■ **DIRECTIONS**
Give back all of the data exactly.

■ **DATA SUPPLIED**
········
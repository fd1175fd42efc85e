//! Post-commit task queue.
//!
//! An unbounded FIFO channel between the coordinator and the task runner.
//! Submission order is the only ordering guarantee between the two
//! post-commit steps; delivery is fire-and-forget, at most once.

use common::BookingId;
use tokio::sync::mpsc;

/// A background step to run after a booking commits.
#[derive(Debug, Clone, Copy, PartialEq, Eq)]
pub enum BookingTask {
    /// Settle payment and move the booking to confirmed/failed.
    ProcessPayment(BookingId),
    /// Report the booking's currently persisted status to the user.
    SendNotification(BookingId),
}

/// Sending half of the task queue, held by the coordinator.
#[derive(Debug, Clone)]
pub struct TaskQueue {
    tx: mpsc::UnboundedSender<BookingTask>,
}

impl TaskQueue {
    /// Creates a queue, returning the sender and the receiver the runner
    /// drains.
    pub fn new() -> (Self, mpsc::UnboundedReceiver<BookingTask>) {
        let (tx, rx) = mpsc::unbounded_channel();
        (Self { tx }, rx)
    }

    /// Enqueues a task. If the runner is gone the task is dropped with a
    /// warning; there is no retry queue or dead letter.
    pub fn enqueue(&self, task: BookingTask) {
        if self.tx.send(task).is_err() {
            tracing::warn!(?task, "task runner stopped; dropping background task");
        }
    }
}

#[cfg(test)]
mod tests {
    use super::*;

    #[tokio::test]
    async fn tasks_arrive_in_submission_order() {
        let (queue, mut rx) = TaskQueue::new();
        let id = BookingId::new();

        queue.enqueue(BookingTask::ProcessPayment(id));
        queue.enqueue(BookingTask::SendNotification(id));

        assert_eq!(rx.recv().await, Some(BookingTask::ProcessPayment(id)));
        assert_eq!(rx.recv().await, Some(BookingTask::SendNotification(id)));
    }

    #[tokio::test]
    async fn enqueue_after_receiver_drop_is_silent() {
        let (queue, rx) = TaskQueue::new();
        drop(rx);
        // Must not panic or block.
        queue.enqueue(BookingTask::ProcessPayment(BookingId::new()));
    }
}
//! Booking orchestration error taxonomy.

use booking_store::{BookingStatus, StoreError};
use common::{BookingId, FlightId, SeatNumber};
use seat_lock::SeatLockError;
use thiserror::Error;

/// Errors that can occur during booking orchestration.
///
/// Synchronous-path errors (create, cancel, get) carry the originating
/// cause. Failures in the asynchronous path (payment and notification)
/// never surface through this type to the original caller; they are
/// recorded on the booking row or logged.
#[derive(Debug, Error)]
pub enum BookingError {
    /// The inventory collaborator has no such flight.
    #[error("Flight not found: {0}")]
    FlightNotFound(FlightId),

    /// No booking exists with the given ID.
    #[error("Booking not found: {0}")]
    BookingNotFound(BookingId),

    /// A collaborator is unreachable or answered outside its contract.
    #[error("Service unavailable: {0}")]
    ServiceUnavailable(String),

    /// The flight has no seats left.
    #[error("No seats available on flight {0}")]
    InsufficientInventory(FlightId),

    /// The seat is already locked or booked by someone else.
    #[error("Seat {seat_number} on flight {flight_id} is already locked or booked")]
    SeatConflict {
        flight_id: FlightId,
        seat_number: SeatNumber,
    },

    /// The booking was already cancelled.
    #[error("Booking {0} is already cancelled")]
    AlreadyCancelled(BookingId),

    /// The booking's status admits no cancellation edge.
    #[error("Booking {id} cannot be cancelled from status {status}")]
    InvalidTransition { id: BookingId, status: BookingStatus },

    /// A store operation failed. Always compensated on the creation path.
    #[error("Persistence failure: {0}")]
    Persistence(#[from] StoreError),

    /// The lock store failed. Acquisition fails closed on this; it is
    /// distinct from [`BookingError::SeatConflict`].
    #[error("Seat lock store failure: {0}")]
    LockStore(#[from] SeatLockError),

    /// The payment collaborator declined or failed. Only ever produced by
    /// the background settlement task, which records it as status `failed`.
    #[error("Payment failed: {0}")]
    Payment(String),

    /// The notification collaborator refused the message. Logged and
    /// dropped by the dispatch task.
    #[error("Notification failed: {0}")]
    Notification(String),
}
········
■ **SOLUTION BELOW**
repository fd1175fd42efc85e
//! Post-commit task queue.
//!
//! An unbounded FIFO channel between the coordinator and the task runner.
//! Submission order is the only ordering guarantee between the two
//! post-commit steps; delivery is fire-and-forget, at most once.

use common::BookingId;
use tokio::sync::mpsc;

/// A background step to run after a booking commits.
#[derive(Debug, Clone, Copy, PartialEq, Eq)]
pub enum BookingTask {
    /// Settle payment and move the booking to confirmed/failed.
    ProcessPayment(BookingId),
    /// Report the booking's currently persisted status to the user.
    SendNotification(BookingId),
}

/// Sending half of the task queue, held by the coordinator.
#[derive(Debug, Clone)]
pub struct TaskQueue {
    tx: mpsc::UnboundedSender<BookingTask>,
}

impl TaskQueue {
    /// Creates a queue, returning the sender and the receiver the runner
    /// drains.
    pub fn new() -> (Self, mpsc::UnboundedReceiver<BookingTask>) {
        let (tx, rx) = mpsc::unbounded_channel();
        (Self { tx }, rx)
    }

    /// Enqueues a task. If the runner is gone the task is dropped with a
    /// warning; there is no retry queue or dead letter.
    pub fn enqueue(&self, task: BookingTask) {
        if self.tx.send(task).is_err() {
            tracing::warn!(?task, "task runner stopped; dropping background task");
        }
    }
}

#[cfg(test)]
mod tests {
    use super::*;

    #[tokio::test]
    async fn tasks_arrive_in_submission_order() {
        let (queue, mut rx) = TaskQueue::new();
        let id = BookingId::new();

        queue.enqueue(BookingTask::ProcessPayment(id));
        queue.enqueue(BookingTask::SendNotification(id));

        assert_eq!(rx.recv().await, Some(BookingTask::ProcessPayment(id)));
        assert_eq!(rx.recv().await, Some(BookingTask::SendNotification(id)));
    }

    #[tokio::test]
    async fn enqueue_after_receiver_drop_is_silent() {
        let (queue, rx) = TaskQueue::new();
        drop(rx);
        // Must not panic or block.
        queue.enqueue(BookingTask::ProcessPayment(BookingId::new()));
    }
}
//! Booking orchestration error taxonomy.

use booking_store::{BookingStatus, StoreError};
use common::{BookingId, FlightId, SeatNumber};
use seat_lock::SeatLockError;
use thiserror::Error;

/// Errors that can occur during booking orchestration.
///
/// Synchronous-path errors (create, cancel, get) carry the originating
/// cause. Failures in the asynchronous path (payment and notification)
/// never surface through this type to the original caller; they are
/// recorded on the booking row or logged.
#[derive(Debug, Error)]
pub enum BookingError {
    /// The inventory collaborator has no such flight.
    #[error("Flight not found: {0}")]
    FlightNotFound(FlightId),

    /// No booking exists with the given ID.
    #[error("Booking not found: {0}")]
    BookingNotFound(BookingId),

    /// A collaborator is unreachable or answered outside its contract.
    #[error("Service unavailable: {0}")]
    ServiceUnavailable(String),

    /// The flight has no seats left.
    #[error("No seats available on flight {0}")]
    InsufficientInventory(FlightId),

    /// The seat is already locked or booked by someone else.
    #[error("Seat {seat_number} on flight {flight_id} is already locked or booked")]
    SeatConflict {
        flight_id: FlightId,
        seat_number: SeatNumber,
    },

    /// The booking was already cancelled.
    #[error("Booking {0} is already cancelled")]
    AlreadyCancelled(BookingId),

    /// The booking's status admits no cancellation edge.
    #[error("Booking {id} cannot be cancelled from status {status}")]
    InvalidTransition { id: BookingId, status: BookingStatus },

    /// A store operation failed. Always compensated on the creation path.
    #[error("Persistence failure: {0}")]
    Persistence(#[from] StoreError),

    /// The lock store failed. Acquisition fails closed on this; it is
    /// distinct from [`BookingError::SeatConflict`].
    #[error("Seat lock store failure: {0}")]
    LockStore(#[from] SeatLockError),

    /// The payment collaborator declined or failed. Only ever produced by
    /// the background settlement task, which records it as status `failed`.
    #[error("Payment failed: {0}")]
    Payment(String),

    /// The notification collaborator refused the message. Logged and
    /// dropped by the dispatch task.
    #[error("Notification failed: {0}")]
    Notification(String),
}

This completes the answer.